Journal of Biopharmaceutical Statistics ( IF 1.2 ) Pub Date : 2020-12-21 , DOI: 10.1080/10543406.2020.1858310 Abd El-Raheem M Abd El-Raheem 1 , Ehab F Abd-Elfattah 1
ABSTRACT
The weighted log-rank class is the common and widely used class of two-sample tests for clustered data. Clustered data with censored failure times often arise in tumorigenicity investigations and clinical trials. The randomized block design is a significant design that reduces both unintentional bias and selection bias. Accordingly, the p-values of the null permutation distribution of weighted log-rank class for clustered data are approximated using the double saddlepoint approximation technique. Comprehensive simulation studies are carried out to appraise the accuracy of the saddlepoint approximation. This approximation exhibits a significant improvement in precision over the asymptotic approximation.
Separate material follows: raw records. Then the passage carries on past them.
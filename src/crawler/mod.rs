//! Crawler module for page fetching and batch processing
//!
//! This module contains the core fetching logic, including:
//! - HTTP fetching and response classification
//! - Title extraction from HTML
//! - Flat retry policy for transient failures
//! - Chunked, concurrency-bounded batch execution
//! - Per-file run coordination

mod coordinator;
mod fetcher;
mod parser;
mod retry;
mod runner;

pub use coordinator::{run_scan, Coordinator};
pub use fetcher::{
    build_http_client, fetch_page, HttpFetcher, HttpSessionFactory, PageFetcher, SessionFactory,
};
pub use parser::extract_title;
pub use retry::{fetch_with_retry, RetriedOutcome, RetryPolicy};
pub use runner::{BatchRunner, ChunkProgress};
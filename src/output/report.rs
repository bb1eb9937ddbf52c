//! URL/Title report writing
//!
//! Outcomes are encoded into the two-column legacy layout here and nowhere
//! else. The primary format is CSV; when no CSV name can be created the rows
//! go to a tab-separated `.txt` file instead.

use crate::output::{OutputError, OutputResult};
use crate::state::{FetchError, FetchOutcome};
use chrono::{DateTime, Local};
use csv::{QuoteStyle, WriterBuilder};
use std::fs::{File, OpenOptions};
use std::io::{self, ErrorKind};
use std::path::{Path, PathBuf};

/// Column headers of every report
pub const REPORT_HEADERS: [&str; 2] = ["URL", "Title"];

/// One report row
#[derive(Debug, Clone, PartialEq, Eq)]
pub struct ReportRow {
    pub url: String,
    pub title: String,
}

impl From<&FetchOutcome> for ReportRow {
    fn from(outcome: &FetchOutcome) -> Self {
        Self {
            url: outcome.url.clone(),
            title: encode_title(outcome),
        }
    }
}

/// Renders the `Title` cell for an outcome
///
/// | Outcome | Cell |
/// |---------|------|
/// | title | the title |
/// | `HttpStatus(404)` | `Error: HTTP 404` |
/// | `NetworkError(msg)` | `Error: msg` |
/// | `Timeout` | `Error: Timeout` |
/// | `NoTitleFound` | `No title found` |
pub fn encode_title(outcome: &FetchOutcome) -> String {
    match &outcome.result {
        Ok(title) => title.clone(),
        Err(FetchError::NoTitleFound) => FetchError::NoTitleFound.to_string(),
        Err(error) => format!("Error: {}", error),
    }
}

/// Builds `<stem>_<YYYYMMDD_HHMMSS>` for a report written at `now`
pub fn report_base_name(stem: &str, now: DateTime<Local>) -> String {
    format!("{}_{}", stem, now.format("%Y%m%d_%H%M%S"))
}

/// Writes the report for one input list into `output_dir`
///
/// The file name carries the current local timestamp.
pub fn write_report(
    output_dir: &Path,
    stem: &str,
    outcomes: &[FetchOutcome],
    max_attempts: u32,
) -> OutputResult<PathBuf> {
    let base = report_base_name(stem, Local::now());
    let rows: Vec<ReportRow> = outcomes.iter().map(ReportRow::from).collect();
    write_report_named(output_dir, &base, &rows, max_attempts)
}

/// Writes `rows` as `<base>.csv`, avoiding existing files
///
/// # Name resolution
///
/// 1. `<base>.csv`, then `<base>_1.csv`, `<base>_2.csv`, ... while the name
///    exists or is not writable, for at most `max_attempts` names
/// 2. `<base>.txt` as tab-separated text when every CSV name failed
pub fn write_report_named(
    output_dir: &Path,
    base: &str,
    rows: &[ReportRow],
    max_attempts: u32,
) -> OutputResult<PathBuf> {
    let mut last_error = None;

    for attempt in 0..max_attempts.max(1) {
        let name = if attempt == 0 {
            format!("{}.csv", base)
        } else {
            format!("{}_{}.csv", base, attempt)
        };
        let path = output_dir.join(name);

        match write_csv(&path, rows) {
            Ok(()) => return Ok(path),
            Err(OutputError::Io(e)) if is_name_conflict(&e) => {
                tracing::warn!("Cannot write {}: {}; trying another name", path.display(), e);
                last_error = Some(OutputError::Io(e));
            }
            Err(e) => {
                last_error = Some(e);
                break;
            }
        }
    }

    let fallback = output_dir.join(format!("{}.txt", base));
    if let Some(e) = &last_error {
        tracing::warn!(
            "CSV report failed ({}), falling back to {}",
            e,
            fallback.display()
        );
    }

    write_tsv(&fallback, rows).map_err(|e| OutputError::Fallback {
        path: fallback.clone(),
        message: e.to_string(),
    })?;
    Ok(fallback)
}

/// Writes a comma-separated report to a new file
///
/// A file left incomplete by a failed write is removed.
pub fn write_csv(path: &Path, rows: &[ReportRow]) -> OutputResult<()> {
    write_new(path, |file| {
        let mut writer = WriterBuilder::new().from_writer(file);
        write_rows(&mut writer, rows)
    })
}

/// Writes a tab-separated report, replacing any existing file
pub fn write_tsv(path: &Path, rows: &[ReportRow]) -> OutputResult<()> {
    let file = File::create(path)?;
    let mut writer = WriterBuilder::new()
        .delimiter(b'\t')
        .quote_style(QuoteStyle::Never)
        .from_writer(file);

    writer.write_record(REPORT_HEADERS)?;
    for row in rows {
        writer.write_record([flatten(&row.url), flatten(&row.title)])?;
    }
    writer.flush()?;
    Ok(())
}

fn write_rows(writer: &mut csv::Writer<File>, rows: &[ReportRow]) -> OutputResult<()> {
    writer.write_record(REPORT_HEADERS)?;
    for row in rows {
        writer.write_record([row.url.as_str(), row.title.as_str()])?;
    }
    writer.flush()?;
    Ok(())
}

/// Creates `path` and fills it with `fill`, deleting it again if `fill` fails
fn write_new<F>(path: &Path, fill: F) -> OutputResult<()>
where
    F: FnOnce(File) -> OutputResult<()>,
{
    let file = create_new(path)?;
    if let Err(e) = fill(file) {
        if let Err(remove_error) = std::fs::remove_file(path) {
            tracing::warn!(
                "Could not remove partial report {}: {}",
                path.display(),
                remove_error
            );
        }
        return Err(e);
    }
    Ok(())
}

fn create_new(path: &Path) -> io::Result<File> {
    OpenOptions::new().write(true).create_new(true).open(path)
}

fn is_name_conflict(error: &io::Error) -> bool {
    matches!(
        error.kind(),
        ErrorKind::AlreadyExists | ErrorKind::PermissionDenied
    )
}

/// Unquoted TSV cannot carry tabs or line breaks inside a cell
fn flatten(cell: &str) -> String {
    cell.split(['\t', '\r', '\n'])
        .filter(|part| !part.is_empty())
        .collect::<Vec<_>>()
        .join(" ")
}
This precision motivates us to determine the approximated confidence intervals for the treatment impact.
中文翻译:
广义随机块设计下删失聚类数据的对数秩检验:鞍点近似
摘要
加权对数秩类是常见且广泛使用的聚类数据双样本检验类。在致瘤性研究和临床试验中经常出现具有删失失败时间的聚类数据。随机区组设计是一种重要的设计,可以减少无意偏差和选择偏差。因此,使用双鞍点近似技术来近似聚类数据的加权对数秩类的空置换分布的p值。进行了全面的模拟研究以评估鞍点近似的准确性。这种近似比渐近近似在精度上有显着提高。这种精度促使我们确定治疗影响的近似置信区间。